Lord knows I’ve tried to find that certain brand again locally. Much to my dismay, I couldn’t. Money wasn’t the issue. I was willing to pay to achieve underwear nirvana again. Being comfortable is great, but being horrified at the thought of having emergency room personnel see the rags I call underwear eventually got the best of me.

So, I finally got out the credit card, found exactly what I wanted online and spent a small fortune buying a bunch of brand new ones. When they arrive, the old ones are being thrown out immediately. I’ll probably shed a tear seeing my old comfy companions peering out from the garbage bag at the side of the road waiting to get picked up, but it’s for the best. They’ve earned their retirement. They’d probably weep from relief.

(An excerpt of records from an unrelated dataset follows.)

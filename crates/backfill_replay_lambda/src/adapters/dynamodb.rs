use aws_sdk_dynamodb::error::{DisplayErrorContext, ProvideErrorMetadata};
use backfill_replay_core::contract::Checkpoint;
use backfill_replay_core::page_source::{Page, ScanBackend, ScanError, ScanPageRequest};

use crate::adapters::attribute_json::{item_to_json, json_to_item, AttributeMap};

const VALIDATION_EXCEPTION: &str = "ValidationException";

/// `Scan` over a DynamoDB table, one request per page.
#[derive(Clone)]
pub struct DynamoScanBackend {
    client: aws_sdk_dynamodb::Client,
}

impl DynamoScanBackend {
    pub fn new(client: aws_sdk_dynamodb::Client) -> Self {
        Self { client }
    }
}

impl ScanBackend for DynamoScanBackend {
    fn scan_page(&self, request: &ScanPageRequest<'_>) -> Result<Page, ScanError> {
        let start_key = request
            .exclusive_start
            .map(|checkpoint| json_to_item(checkpoint.key()))
            .transpose()
            .map_err(ScanError::InvalidStartKey)?;
        let has_start_key = start_key.is_some();
        let limit = i32::try_from(request.limit.get()).unwrap_or(i32::MAX);
        let table_name = request.table_name.to_string();
        let client = self.client.clone();

        let output = tokio::task::block_in_place(|| {
            tokio::runtime::Handle::current().block_on(async move {
                client
                    .scan()
                    .table_name(table_name)
                    .limit(limit)
                    .set_exclusive_start_key(start_key)
                    .send()
                    .await
            })
        })
        .map_err(|error| {
            let code = error
                .as_service_error()
                .and_then(|service_error| service_error.code())
                .map(str::to_string);
            classify_scan_failure(
                code.as_deref(),
                DisplayErrorContext(&error).to_string(),
                has_start_key,
            )
        })?;

        let records = output
            .items
            .unwrap_or_default()
            .into_iter()
            .map(item_to_json)
            .collect::<Result<Vec<_>, _>>()
            .map_err(ScanError::Unavailable)?;
        let next_checkpoint = output
            .last_evaluated_key
            .map(continuation_checkpoint)
            .transpose()?
            .flatten();

        Ok(Page {
            records,
            next_checkpoint,
        })
    }
}

fn continuation_checkpoint(key: AttributeMap) -> Result<Option<Checkpoint>, ScanError> {
    if key.is_empty() {
        return Ok(None);
    }
    let json_key = item_to_json(key).map_err(ScanError::Unavailable)?;
    Checkpoint::from_key(json_key)
        .map(Some)
        .map_err(|error| ScanError::Unavailable(error.to_string()))
}

/// Validation failures are only blamed on the start key when one was sent;
/// throttling, access and transport failures are all "unavailable".
fn classify_scan_failure(code: Option<&str>, message: String, has_start_key: bool) -> ScanError {
    match code {
        Some(VALIDATION_EXCEPTION) if has_start_key => ScanError::InvalidStartKey(message),
        _ => ScanError::Unavailable(message),
    }
}
use std::time::{Duration, Instant};

/// Remaining wall-clock budget of the current invocation.
///
/// Implementations must be monotonically non-increasing within a run.
pub trait TimeBudget {
    fn remaining(&self) -> Duration;
}

/// Budget measured against a local monotonic deadline.
#[derive(Debug, Clone, Copy)]
pub struct InstantDeadline {
    deadline: Instant,
}

impl InstantDeadline {
    pub fn after(budget: Duration) -> Self {
        Self {
            deadline: Instant::now() + budget,
        }
    }
}

impl TimeBudget for InstantDeadline {
    fn remaining(&self) -> Duration {
        self.deadline.saturating_duration_since(Instant::now())
    }
}

/// True when a run must stop before pulling another page.
pub fn below_safety_margin(remaining: Duration, safety_margin: Duration) -> bool {
    remaining < safety_margin
}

I could just imagine the call from the emergency room to my relatives. ‘Brian’s in the hospital after pulling a muscle sneezing. He’s unconscious, but he should be make a full recovery. We’ll try finding him a place to live in a shelter since he’s homeless. We saw the underwear.’ Do I really want my family to have to convince them otherwise?

At least if you’re married or living with someone, you have someone to bring you back to reality when it comes to those comfortable clothing items that should have been landfilled years ago. At some point, you’re bound to hear, ‘Apparently, you have lost all sense of common decency and continue to wear something that no sane human being would be caught dead in, let alone alive. Therefore, I’m invoking the Comfortable Clothing Clause and hereby prohibiting you from ever wearing that again.’ For emphasis, it is torn to shreds in front of you to ensure it has given up the ghost for good.

If the Comfortable Clothing Clause isn’t already entrenched in law, it should be. Single people should be able to assign a member of the Comfortable Clothing Clause Commission to check their wardrobe for any offending clothing, as well. ‘Don’t move, sir, those underwear are illegal under the Comfortable Clothing Clause. Their thread count has gone below the allowable limit.’ They’d draw their guns. ‘Strip!’

Now, ladies, before you get all high and mighty about your men wearing stuff that they should be ashamed to have on, the online research I did was pretty clear that women have a penchant for doing the same thing – especially when it comes to comfortable bras, which are often worn out until they’re in tatters similar to men’s underwear, undershirts, socks and sweatpants. So, no pointing fingers!

Whether it’s a favourite bra or favourite pair of boxer shorts, we all strive to be comfortable. The alternative is going without, which can be its own special kind of fashion emergency.

Note to all political parties: I take full credit for this job-creation idea and want to be appointed Comfortable Clothing Clause Commissioner at an astronomical salary and big pension for which I’d be eligible after one week on the job.

Should we rely on the Comfortable Clothing Clause being invoked by a partner or independent auditor, though? Don’t we all look in the mirror when we’re wearing things that should have been thrown out long ago and realize we shouldn’t be wearing them? Of course we do. But we all say the same thing, ‘Just one more time,’ or ‘This is the last time I’m ever putting this through the laundry. It’s being chucked after that,’ or ‘We’re only going to be using this as a rag after today!” Such good intentions. Such blatant lies.

Ah, heck. Let’s just all start running around naked. You first, though.